(EXERCISE REQUIREMENTS): Every line in the entries where "given" is found should be copied.

(DATASET CONTENT):

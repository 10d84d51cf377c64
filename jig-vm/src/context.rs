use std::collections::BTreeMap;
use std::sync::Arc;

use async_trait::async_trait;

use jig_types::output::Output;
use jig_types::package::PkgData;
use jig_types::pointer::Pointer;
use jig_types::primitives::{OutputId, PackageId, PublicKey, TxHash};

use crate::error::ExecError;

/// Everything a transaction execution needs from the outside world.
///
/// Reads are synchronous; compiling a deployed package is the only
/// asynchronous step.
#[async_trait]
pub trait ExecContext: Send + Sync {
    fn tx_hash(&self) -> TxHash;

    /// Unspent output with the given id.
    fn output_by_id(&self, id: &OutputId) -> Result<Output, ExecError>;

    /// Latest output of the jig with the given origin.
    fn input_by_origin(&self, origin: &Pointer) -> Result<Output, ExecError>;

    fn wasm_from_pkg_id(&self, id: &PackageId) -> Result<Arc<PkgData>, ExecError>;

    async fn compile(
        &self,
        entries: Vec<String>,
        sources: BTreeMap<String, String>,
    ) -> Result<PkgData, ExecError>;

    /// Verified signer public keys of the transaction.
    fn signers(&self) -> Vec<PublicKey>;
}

==

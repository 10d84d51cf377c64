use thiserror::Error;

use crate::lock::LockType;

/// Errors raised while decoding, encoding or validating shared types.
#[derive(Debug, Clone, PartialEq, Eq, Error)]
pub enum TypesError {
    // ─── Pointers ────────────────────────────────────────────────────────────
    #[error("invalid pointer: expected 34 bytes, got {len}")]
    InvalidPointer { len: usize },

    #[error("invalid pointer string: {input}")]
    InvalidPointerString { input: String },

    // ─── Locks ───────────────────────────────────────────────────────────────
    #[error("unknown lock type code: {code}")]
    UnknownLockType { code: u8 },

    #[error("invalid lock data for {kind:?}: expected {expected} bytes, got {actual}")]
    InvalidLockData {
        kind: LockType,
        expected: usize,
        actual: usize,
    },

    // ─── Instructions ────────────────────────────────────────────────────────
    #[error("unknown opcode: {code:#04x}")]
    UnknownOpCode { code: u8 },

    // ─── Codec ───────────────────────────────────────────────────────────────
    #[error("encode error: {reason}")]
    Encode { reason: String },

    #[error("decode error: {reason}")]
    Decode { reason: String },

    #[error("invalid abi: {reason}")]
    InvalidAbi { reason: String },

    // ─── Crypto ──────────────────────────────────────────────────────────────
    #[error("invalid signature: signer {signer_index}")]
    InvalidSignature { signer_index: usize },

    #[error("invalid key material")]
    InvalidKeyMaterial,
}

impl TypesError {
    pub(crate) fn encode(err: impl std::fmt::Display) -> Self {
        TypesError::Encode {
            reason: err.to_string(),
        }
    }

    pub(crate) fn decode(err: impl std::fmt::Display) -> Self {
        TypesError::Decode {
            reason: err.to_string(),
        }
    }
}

(THE ANSWER):
    /// Unspent output with the given id.
    /// Latest output of the jig with the given origin.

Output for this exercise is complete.